Dalam kerangka itu, maka Direktorat Pemberdayaan Komunitas Adat Terpencil – Departemen Sosial RI melaksanakan kegiatan : INVENTARISASI PERATURAN DAERAH TENTANG MASYARAKAT HUKUM ADAT. Ada tiga aspek yang menjadi perhatian dalam kegiatan ini, yaitu (1) bentuk kongkrit pengakuan hukum terhadap KAT dalam bentuk tertulis (Peraturan, Perundangan, Perda, Pedoman, Juklak/Juknis) maupun tidak tertulis yang berlaku di masyarakat, (2). bagaimana implementasi pengakuan hukum terhadap KAT tersebut di lapangan dan (3). kendala apa yang dihadapi dalam pengakuan hukum terhadap KAT


BAB II
PEMBAHASAN
Masyarakat Dan Kebudayaan Dalam Konteks Pemberdayaan Sosial


A. Adat dan Hukum 

Apabila kita berbicara tentang adat “custom” berarti kita berbicara tentang wujud gagasan kebudayaan yang terdiri dari nilai-nilai, norma-norma, aturan-aturan serta hukum yang satu dengan lainnya berkaitan menjadi suatu sistem yaitu sistem budaya.

Sementara adat-istiadat (customs) merupakan kompleks konsep serta aturan yang mantap dan terintegrasi kuat dalam sistem budaya dari suatu kebudayaan yang menata tindakan manusia dalam kehidupan sosial kebudayaan itu.

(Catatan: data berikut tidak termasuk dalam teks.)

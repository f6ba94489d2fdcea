//! pick - searchable combobox selection controller
//!
//! Library crate exposing the controller used by the binary: expression
//! parsing, the item registry, the selection state machine, model binding and
//! key routing, plus the terminal front end.
//!
//! Tests live close to the modules they exercise as unit tests.

pub mod binding;
pub mod config;
pub mod error;
pub mod expr;
pub mod keys;
pub mod logging;
pub mod registry;
pub mod schedule;
pub mod select;

pub mod ui;

pub use config::Config;
pub use error::{Error, Result};
pub use expr::RepeatExpr;
pub use select::{Effect, Select};
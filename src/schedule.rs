//! Cancellable deferred work.
//!
//! Everything the controller postpones (focus transfer, debounced refresh,
//! post-render sizing) goes through a [`Scheduler`]. Nothing runs on its own:
//! the host drains due tasks from its event loop, so deferred work always sees
//! the state as of the end of the handler that scheduled it.
//!
//! Time comes from a [`Clock`] so tests can use a [`ManualClock`] and advance it
//! explicitly instead of sleeping.

use std::fmt;
use std::sync::atomic::{AtomicU64, Ordering};
use std::sync::Arc;
use std::time::{Duration, Instant};

/// Source of "now" for the scheduler.
pub trait Clock: Send + Sync {
    fn now(&self) -> Instant;
}

/// Production clock backed by `Instant::now()`.
#[derive(Debug, Clone, Copy, Default)]
pub struct WallClock;

impl Clock for WallClock {
    fn now(&self) -> Instant {
        Instant::now()
    }
}

/// Clock that only moves when [`advance`](ManualClock::advance) is called.
/// Clones share the same time.
#[derive(Debug, Clone)]
pub struct ManualClock {
    anchor: Instant,
    elapsed_nanos: Arc<AtomicU64>,
}

impl Default for ManualClock {
    fn default() -> Self {
        Self::new()
    }
}

impl ManualClock {
    pub fn new() -> Self {
        ManualClock {
            anchor: Instant::now(),
            elapsed_nanos: Arc::new(AtomicU64::new(0)),
        }
    }

    pub fn advance(&self, by: Duration) {
        let nanos = u64::try_from(by.as_nanos()).unwrap_or(u64::MAX);
        self.elapsed_nanos.fetch_add(nanos, Ordering::SeqCst);
    }

    pub fn elapsed(&self) -> Duration {
        Duration::from_nanos(self.elapsed_nanos.load(Ordering::SeqCst))
    }
}

impl Clock for ManualClock {
    fn now(&self) -> Instant {
        self.anchor + self.elapsed()
    }
}

#[derive(Debug, Clone, Copy, PartialEq, Eq, Hash)]
pub struct TimerId(u64);

struct Pending<T> {
    id: TimerId,
    due: Instant,
    task: T,
}

pub struct Scheduler<T> {
    clock: Arc<dyn Clock>,
    next_id: u64,
    pending: Vec<Pending<T>>,
}

impl<T> fmt::Debug for Scheduler<T> {
    fn fmt(&self, f: &mut fmt::Formatter<'_>) -> fmt::Result {
        f.debug_struct("Scheduler")
            .field("next_id", &self.next_id)
            .field("pending", &self.pending.len())
            .finish()
    }
}

impl<T> Scheduler<T> {
    pub fn new(clock: Arc<dyn Clock>) -> Self {
        Scheduler {
            clock,
            next_id: 0,
            pending: Vec::new(),
        }
    }

    pub fn now(&self) -> Instant {
        self.clock.now()
    }

    /// Queue `task` to become due `delay` from now.
    pub fn schedule(&mut self, delay: Duration, task: T) -> TimerId {
        let id = TimerId(self.next_id);
        self.next_id += 1;
        let due = self.clock.now() + delay;
        self.pending.push(Pending { id, due, task });
        id
    }

    /// Drop a pending task. Returns false if it already ran or was cancelled.
    pub fn cancel(&mut self, id: TimerId) -> bool {
        let before = self.pending.len();
        self.pending.retain(|p| p.id != id);
        self.pending.len() != before
    }

    pub fn is_pending(&self, id: TimerId) -> bool {
        self.pending.iter().any(|p| p.id == id)
    }

    pub fn len(&self) -> usize {
        self.pending.len()
    }

    pub fn is_empty(&self) -> bool {
        self.pending.is_empty()
    }

    /// Remove and return every task that is due, ordered by due time then by
    /// scheduling order.
    pub fn take_due(&mut self) -> Vec<T> {
        let now = self.clock.now();
        let (mut due, rest): (Vec<_>, Vec<_>) =
            self.pending.drain(..).partition(|p| p.due <= now);
        self.pending = rest;
        due.sort_by(|a, b| a.due.cmp(&b.due).then(a.id.0.cmp(&b.id.0)));
        due.into_iter().map(|p| p.task).collect()
    }

    /// Cancel everything.
    pub fn clear(&mut self) {
        self.pending.clear();
    }
}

Hukum (law) adalah sistem pengendalian kehidupan masyarakat yang terdiri atas aturan adat, undang-undang, peraturan-peraturan, dan lain-lain norma tingkahlaku yang dibuat, disahkan dan dilaksanakan oleh orang-orang yang berwenang dalam masyarakat yang bersangkutan.

Hukum adat (customary law) adalah bagian dari hukum, ialah hukum tidak tertulis dalam suatu masyarakat yang biasanya bermata pencaharian pertanian di daerah pedesaan. Hukum adat terjadi dari keputusan-keputusan orang-orang berkuasa dalam pengadilan.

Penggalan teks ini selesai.